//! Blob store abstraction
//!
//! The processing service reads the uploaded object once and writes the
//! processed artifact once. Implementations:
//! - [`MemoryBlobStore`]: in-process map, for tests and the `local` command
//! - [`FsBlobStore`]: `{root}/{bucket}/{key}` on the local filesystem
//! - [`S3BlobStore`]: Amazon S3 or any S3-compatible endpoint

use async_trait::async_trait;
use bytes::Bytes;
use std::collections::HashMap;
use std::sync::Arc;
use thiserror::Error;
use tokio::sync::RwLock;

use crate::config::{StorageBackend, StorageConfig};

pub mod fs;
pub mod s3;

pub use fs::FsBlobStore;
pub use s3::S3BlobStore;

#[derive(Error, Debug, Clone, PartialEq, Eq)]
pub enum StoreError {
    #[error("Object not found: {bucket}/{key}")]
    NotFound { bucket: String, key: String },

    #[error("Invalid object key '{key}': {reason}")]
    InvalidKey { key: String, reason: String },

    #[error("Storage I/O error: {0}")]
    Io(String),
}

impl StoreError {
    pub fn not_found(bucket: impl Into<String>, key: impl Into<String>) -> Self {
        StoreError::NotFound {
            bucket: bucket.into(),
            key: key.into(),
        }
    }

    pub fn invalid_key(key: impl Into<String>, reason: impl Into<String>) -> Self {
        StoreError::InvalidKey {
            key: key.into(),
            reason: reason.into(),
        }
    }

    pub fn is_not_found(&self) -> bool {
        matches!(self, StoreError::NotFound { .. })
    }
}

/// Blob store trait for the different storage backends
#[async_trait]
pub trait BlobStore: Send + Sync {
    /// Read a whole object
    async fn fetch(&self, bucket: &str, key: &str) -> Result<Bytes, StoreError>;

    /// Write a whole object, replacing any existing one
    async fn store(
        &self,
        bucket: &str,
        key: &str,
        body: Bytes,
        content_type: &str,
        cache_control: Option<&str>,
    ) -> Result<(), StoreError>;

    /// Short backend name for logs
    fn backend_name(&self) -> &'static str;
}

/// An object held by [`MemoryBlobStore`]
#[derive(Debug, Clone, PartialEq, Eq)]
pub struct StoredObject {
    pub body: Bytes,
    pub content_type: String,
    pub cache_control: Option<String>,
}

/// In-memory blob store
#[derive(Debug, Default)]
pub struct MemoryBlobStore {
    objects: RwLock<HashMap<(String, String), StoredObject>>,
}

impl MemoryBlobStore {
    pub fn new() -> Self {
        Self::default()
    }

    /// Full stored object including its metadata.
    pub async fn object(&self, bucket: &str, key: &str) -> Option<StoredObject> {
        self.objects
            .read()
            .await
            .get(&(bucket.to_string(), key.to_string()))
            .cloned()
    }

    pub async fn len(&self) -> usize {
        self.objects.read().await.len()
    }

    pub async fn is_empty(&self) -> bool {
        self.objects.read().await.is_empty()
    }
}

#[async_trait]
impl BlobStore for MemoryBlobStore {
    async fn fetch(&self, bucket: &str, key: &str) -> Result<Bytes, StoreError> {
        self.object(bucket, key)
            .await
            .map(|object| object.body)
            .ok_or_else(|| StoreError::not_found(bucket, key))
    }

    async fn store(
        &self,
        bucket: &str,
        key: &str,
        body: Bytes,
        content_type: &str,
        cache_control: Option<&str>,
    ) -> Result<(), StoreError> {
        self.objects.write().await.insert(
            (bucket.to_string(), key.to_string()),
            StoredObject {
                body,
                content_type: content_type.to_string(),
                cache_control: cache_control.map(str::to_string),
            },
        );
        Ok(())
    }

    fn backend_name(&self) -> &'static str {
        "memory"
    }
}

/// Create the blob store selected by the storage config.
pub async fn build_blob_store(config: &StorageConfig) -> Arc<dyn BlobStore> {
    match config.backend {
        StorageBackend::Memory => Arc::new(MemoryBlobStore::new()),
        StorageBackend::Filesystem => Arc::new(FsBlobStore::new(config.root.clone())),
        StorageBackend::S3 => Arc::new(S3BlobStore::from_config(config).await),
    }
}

==

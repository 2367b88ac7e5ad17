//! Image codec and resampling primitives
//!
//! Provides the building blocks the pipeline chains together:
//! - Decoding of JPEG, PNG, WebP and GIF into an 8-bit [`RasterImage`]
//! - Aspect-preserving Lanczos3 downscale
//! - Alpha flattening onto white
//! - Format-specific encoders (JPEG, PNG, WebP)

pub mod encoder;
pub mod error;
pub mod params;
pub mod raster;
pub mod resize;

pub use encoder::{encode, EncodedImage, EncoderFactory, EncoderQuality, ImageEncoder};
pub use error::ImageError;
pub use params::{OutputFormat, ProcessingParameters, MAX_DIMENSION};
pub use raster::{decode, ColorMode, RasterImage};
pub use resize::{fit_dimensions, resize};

==

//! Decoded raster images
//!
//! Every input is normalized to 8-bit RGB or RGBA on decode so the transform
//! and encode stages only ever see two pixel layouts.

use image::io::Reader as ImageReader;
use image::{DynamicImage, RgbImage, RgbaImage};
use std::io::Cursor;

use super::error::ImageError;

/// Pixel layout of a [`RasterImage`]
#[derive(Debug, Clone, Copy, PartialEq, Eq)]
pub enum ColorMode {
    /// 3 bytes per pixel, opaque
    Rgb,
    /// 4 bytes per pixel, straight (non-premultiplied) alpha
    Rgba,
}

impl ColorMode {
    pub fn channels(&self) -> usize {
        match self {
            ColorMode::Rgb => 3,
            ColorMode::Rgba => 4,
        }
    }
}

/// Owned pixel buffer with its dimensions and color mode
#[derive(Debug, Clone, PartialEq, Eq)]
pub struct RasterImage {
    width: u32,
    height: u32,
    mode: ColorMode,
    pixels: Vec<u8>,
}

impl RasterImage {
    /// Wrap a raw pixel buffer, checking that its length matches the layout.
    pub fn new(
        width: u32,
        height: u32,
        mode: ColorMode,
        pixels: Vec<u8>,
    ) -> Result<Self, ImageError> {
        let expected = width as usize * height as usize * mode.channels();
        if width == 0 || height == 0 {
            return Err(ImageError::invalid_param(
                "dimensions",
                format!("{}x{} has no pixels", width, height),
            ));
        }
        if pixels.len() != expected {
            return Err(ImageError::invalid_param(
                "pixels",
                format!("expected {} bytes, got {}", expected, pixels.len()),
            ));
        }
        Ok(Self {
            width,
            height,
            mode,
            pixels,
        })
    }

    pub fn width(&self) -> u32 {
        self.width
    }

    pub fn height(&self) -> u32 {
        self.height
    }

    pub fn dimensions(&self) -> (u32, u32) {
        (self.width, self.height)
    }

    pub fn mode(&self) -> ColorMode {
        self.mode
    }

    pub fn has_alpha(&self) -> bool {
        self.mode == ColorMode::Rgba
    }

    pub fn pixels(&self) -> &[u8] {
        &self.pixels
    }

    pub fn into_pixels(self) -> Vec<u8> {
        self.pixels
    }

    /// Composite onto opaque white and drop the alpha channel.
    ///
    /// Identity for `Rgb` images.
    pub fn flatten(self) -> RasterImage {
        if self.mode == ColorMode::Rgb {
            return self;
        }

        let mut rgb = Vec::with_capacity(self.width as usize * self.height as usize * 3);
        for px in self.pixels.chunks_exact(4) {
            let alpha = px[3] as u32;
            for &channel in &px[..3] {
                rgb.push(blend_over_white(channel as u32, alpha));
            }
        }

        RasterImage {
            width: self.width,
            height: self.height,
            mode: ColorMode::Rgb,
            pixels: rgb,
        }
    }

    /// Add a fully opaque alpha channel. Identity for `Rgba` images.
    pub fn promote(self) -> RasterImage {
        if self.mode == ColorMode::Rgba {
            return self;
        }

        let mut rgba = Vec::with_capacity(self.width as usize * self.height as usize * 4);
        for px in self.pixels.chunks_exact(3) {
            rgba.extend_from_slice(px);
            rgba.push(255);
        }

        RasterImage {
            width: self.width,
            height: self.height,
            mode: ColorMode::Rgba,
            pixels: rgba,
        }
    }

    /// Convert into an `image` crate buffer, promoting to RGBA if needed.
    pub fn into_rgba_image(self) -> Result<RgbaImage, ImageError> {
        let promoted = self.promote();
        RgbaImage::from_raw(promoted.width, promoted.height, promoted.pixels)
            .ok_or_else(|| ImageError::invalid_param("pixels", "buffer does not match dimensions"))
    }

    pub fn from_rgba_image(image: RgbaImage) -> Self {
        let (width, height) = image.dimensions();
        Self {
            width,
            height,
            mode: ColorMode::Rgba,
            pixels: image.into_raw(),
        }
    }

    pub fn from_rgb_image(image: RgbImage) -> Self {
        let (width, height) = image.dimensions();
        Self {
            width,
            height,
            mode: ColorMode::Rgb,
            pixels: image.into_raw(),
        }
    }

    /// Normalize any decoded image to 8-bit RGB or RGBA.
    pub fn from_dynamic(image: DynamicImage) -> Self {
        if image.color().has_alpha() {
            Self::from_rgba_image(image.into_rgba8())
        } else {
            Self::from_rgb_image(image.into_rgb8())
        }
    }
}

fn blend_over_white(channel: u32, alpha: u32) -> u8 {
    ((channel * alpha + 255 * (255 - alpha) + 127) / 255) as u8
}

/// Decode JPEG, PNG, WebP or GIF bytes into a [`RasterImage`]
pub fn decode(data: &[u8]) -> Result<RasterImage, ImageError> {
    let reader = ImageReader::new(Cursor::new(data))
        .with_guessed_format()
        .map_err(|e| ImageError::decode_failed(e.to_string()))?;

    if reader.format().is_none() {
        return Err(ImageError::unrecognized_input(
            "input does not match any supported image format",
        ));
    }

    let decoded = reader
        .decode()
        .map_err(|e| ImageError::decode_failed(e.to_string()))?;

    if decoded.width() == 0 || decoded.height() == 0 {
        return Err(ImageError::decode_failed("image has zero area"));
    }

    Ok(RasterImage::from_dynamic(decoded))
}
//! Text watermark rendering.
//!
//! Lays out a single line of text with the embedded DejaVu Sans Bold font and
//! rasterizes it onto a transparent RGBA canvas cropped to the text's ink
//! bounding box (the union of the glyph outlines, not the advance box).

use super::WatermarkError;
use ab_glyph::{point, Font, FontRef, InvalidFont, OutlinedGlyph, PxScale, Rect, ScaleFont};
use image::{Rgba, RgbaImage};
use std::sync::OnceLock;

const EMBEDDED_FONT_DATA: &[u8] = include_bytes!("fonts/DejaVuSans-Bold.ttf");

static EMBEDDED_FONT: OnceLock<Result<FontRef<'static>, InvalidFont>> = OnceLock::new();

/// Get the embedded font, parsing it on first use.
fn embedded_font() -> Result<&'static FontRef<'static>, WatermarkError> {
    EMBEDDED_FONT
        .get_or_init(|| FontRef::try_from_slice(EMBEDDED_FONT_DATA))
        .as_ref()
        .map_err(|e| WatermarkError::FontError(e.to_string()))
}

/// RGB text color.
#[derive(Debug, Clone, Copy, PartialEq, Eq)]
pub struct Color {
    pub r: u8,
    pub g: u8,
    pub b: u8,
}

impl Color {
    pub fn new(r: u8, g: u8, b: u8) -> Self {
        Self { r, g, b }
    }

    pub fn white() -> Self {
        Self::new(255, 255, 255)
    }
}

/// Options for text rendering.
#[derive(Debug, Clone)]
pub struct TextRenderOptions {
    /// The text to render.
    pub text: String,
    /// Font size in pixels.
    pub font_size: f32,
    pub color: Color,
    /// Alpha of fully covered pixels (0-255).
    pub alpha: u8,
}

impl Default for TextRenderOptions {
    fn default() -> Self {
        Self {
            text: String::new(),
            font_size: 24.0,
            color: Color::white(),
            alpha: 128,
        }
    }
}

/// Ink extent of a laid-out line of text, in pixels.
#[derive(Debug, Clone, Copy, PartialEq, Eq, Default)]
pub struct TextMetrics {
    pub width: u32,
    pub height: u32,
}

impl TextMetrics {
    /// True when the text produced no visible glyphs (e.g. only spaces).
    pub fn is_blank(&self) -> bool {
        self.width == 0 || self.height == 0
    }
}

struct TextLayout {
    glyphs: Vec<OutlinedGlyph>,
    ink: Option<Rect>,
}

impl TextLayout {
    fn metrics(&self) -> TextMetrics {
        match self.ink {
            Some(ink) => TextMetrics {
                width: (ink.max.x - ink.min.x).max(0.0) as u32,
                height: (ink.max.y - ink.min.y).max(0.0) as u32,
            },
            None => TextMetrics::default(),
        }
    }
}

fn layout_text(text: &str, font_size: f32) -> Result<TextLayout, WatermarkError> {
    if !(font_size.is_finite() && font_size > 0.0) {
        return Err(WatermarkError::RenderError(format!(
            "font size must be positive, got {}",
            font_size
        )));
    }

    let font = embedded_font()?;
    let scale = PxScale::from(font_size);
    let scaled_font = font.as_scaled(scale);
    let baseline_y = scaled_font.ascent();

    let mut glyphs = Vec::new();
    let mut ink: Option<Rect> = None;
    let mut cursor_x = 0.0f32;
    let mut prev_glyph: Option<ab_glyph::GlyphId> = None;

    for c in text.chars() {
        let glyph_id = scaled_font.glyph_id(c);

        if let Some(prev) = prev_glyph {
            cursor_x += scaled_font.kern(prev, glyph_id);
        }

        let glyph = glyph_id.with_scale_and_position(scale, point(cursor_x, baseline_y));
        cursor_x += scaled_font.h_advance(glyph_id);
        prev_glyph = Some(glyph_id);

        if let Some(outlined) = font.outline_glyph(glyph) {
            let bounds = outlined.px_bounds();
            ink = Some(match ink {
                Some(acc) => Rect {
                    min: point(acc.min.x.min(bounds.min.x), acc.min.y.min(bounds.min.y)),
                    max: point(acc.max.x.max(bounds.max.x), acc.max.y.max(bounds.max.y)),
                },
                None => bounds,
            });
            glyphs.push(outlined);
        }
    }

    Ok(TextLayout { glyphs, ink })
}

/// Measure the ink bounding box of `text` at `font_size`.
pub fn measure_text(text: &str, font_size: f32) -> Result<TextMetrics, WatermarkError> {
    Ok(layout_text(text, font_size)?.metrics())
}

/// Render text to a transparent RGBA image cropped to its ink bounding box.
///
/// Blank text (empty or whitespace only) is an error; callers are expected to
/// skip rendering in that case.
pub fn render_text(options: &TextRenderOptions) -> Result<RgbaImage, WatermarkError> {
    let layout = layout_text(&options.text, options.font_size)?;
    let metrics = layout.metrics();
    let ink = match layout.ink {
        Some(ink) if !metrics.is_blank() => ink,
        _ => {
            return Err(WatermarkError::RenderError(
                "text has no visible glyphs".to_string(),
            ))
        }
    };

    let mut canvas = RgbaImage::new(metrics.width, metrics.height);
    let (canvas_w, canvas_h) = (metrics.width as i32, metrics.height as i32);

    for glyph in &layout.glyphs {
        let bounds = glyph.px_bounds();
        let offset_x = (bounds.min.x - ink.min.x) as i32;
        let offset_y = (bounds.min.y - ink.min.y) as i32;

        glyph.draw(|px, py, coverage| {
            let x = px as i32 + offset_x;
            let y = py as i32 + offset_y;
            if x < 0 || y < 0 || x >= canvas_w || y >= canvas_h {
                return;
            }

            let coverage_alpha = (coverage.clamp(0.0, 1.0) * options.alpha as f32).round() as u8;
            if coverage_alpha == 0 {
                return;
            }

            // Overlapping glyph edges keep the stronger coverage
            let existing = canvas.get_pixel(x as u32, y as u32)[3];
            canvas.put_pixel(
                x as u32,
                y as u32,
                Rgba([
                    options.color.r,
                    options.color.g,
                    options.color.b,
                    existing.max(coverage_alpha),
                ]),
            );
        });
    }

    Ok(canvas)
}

* **Required action**: Your answer should be the lines above from the one containing "pub fn dimensions(&self)" through the one containing "RGBA if needed.", copied exactly and with both ends kept.

* **Task output**:
    pub fn dimensions(&self) -> (u32, u32) {
        (self.width, self.height)
    }

    pub fn mode(&self) -> ColorMode {
        self.mode
    }

    pub fn has_alpha(&self) -> bool {
        self.mode == ColorMode::Rgba
    }

    pub fn pixels(&self) -> &[u8] {
        &self.pixels
    }

    pub fn into_pixels(self) -> Vec<u8> {
        self.pixels
    }

    /// Composite onto opaque white and drop the alpha channel.
    ///
    /// Identity for `Rgb` images.
    pub fn flatten(self) -> RasterImage {
        if self.mode == ColorMode::Rgb {
            return self;
        }

        let mut rgb = Vec::with_capacity(self.width as usize * self.height as usize * 3);
        for px in self.pixels.chunks_exact(4) {
            let alpha = px[3] as u32;
            for &channel in &px[..3] {
                rgb.push(blend_over_white(channel as u32, alpha));
            }
        }

        RasterImage {
            width: self.width,
            height: self.height,
            mode: ColorMode::Rgb,
            pixels: rgb,
        }
    }

    /// Add a fully opaque alpha channel. Identity for `Rgba` images.
    pub fn promote(self) -> RasterImage {
        if self.mode == ColorMode::Rgba {
            return self;
        }

        let mut rgba = Vec::with_capacity(self.width as usize * self.height as usize * 4);
        for px in self.pixels.chunks_exact(3) {
            rgba.extend_from_slice(px);
            rgba.push(255);
        }

        RasterImage {
            width: self.width,
            height: self.height,
            mode: ColorMode::Rgba,
            pixels: rgba,
        }
    }

    /// Convert into an `image` crate buffer, promoting to RGBA if needed.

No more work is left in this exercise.